Modern science explains that needles stimulate the nervous system to release chemicals that alter the sensation of pain or encourage the body's own healing powers.
“TriHealth Integrative Health and Medicine has outstanding and extremely gifted acupuncturists. As a cancer patient, the treatments have helped me immensely with the many daily ailments that I suffered while recovering from major surgery and undergoing radiation and chemotherapy. My problems included nausea, pain, anxiety, problems with bowel function, extreme fatigue, and others. Their skills helped me to reduce the need for many of the drugs that are prescribed for these problems and to feel a sense of calm and comfort in my daily life that has been otherwise lacking. They work hard to understand their patients’ problems and to find solutions for complex medical situations such as mine. I highly recommend TriHealth Integrative Health and Medicine acupuncturists and wish you well on your journey with acupuncture as part of your healthcare plan. “ ~RK
What are the health and wellness benefits of acupuncture?
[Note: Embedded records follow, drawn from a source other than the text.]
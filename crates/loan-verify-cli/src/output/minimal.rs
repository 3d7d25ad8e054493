use serde_json::Value;

use super::text;

/// Print just the key answer: the verdict for a verification, the periodic
/// payment for a schedule.
pub fn print_minimal(value: &Value) {
    if let Some(passed) = value.get("passed").and_then(Value::as_bool) {
        if passed {
            println!("passed");
        } else {
            println!("failed: {}", failing_summary(value));
        }
        return;
    }

    if let Some(first) = value
        .get("entries")
        .and_then(Value::as_array)
        .and_then(|entries| entries.first())
    {
        if let Some(payment) = first.get("borrowerPaymentAmount") {
            println!("{}", text(payment));
            return;
        }
    }

    println!("{}", text(value));
}

fn failing_summary(value: &Value) -> String {
    let report = match value.get("report") {
        Some(r) => r,
        None => return "no report".into(),
    };
    if report.get("count_ok").and_then(Value::as_bool) != Some(true) {
        return "installment count".into();
    }

    let failing: Vec<String> = report
        .get("fields")
        .and_then(Value::as_array)
        .map(|fields| {
            fields
                .iter()
                .filter(|f| f.get("passed").and_then(Value::as_bool) != Some(true))
                .map(|f| f.get("field").map(text).unwrap_or_default())
                .collect()
        })
        .unwrap_or_default();
    failing.join(", ")
}
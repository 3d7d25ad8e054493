pub mod csv_out;
pub mod json;
pub mod minimal;
pub mod table;

use crate::OutputFormat;
use serde_json::Value;

/// Dispatch output to the appropriate formatter.
pub fn format_output(format: &OutputFormat, value: &Value) {
    match format {
        OutputFormat::Json => json::print_json(value),
        OutputFormat::Table => table::print_table(value),
        OutputFormat::Csv => csv_out::print_csv(value),
        OutputFormat::Minimal => minimal::print_minimal(value),
    }
}

/// Columns of a schedule row, in display order. Shared by the table and CSV
/// formatters so the two never drift apart.
pub(crate) const SCHEDULE_COLUMNS: [&str; 6] = [
    "date",
    "borrowerPaymentAmount",
    "initialOutstandingPrincipal",
    "interest",
    "principal",
    "remainingOutstandingPrincipal",
];

/// Render a JSON leaf as plain text.
pub(crate) fn text(value: &Value) -> String {
    match value {
        Value::String(s) => s.clone(),
        Value::Number(n) => n.to_string(),
        Value::Bool(b) => b.to_string(),
        Value::Null => String::new(),
        other => other.to_string(),
    }
}
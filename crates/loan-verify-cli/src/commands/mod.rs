pub mod schedule;
pub mod verify;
While many people associate acupuncture with pain control, the World Health Organization recognizes its effectiveness in treating a wide range of medical problems, including:
- Irregular, painful menses
- PMS and migraines
- Menopause (hot flashes, mood swings and insomnia)
- Polycystic ovarian syndrome, Endometriosis and Fibroids
- Urinary Problems
- Hot Flashes
- Allergies and asthma
- Back and neck pain
- Carpal tunnel syndrome
- Gynecological disorders
- Sports injuries
Polycystic ovarian syndrome, Endometriosis and Fibroids- all can be treated with acupuncture with special emphasis on treatments being especially effective after removal of tissue to prevent a recurrence.
Genito-Urinary Problems- both frequent and urgent urination respond well to acupuncture as well as interstitial cystitis, frequent UTI’s and yeast infections and vulvodynia.
In addition, clinical studies have shown that acupuncture can be helpful for arthritis, dental and facial pain, digestive disorders, fatigue, fibromyalgia, menopausal symptoms, nausea and fatigue associated with chemotherapy, smoking cessation, urinary dysfunction, and childhood conditions such as ADD, anxiety and sports injuries.
Among the advantages of acupuncture are few side effects and early treatment of problems before they escalate into serious health threats.
What to expect – do the needles hurt?
People experience acupuncture needling differently. Most people feel only minimal discomfort as the hair-thin, disposable needles are inserted; some feel no discomfort at all. Once the needles are in place, there is no discomfort.
Acupuncturists must have a valid Ohio license, plus certification/training of 300 hours from a U.S. acupuncture school or five years of practice as an acupuncturist.
Diane Kloecker LAc, MSOM, Dipl. OM, has a Bachelor of Science degree in nutrition and a Master of Science in Oriental Medicine from Chicago's Midwest College of Oriental Medicine. Working at one of the first acupuncture clinics in the country has yielded her extensive training in cosmetic, body and auricular (ear) acupuncture for multiple health problems. Diane is certified by the National Certification Commission for Acupuncture and Oriental Medicine (NCCAOM) as a diplomate of Oriental Medicine, and she is a licensed acupuncturist by the State Medical Board of Ohio.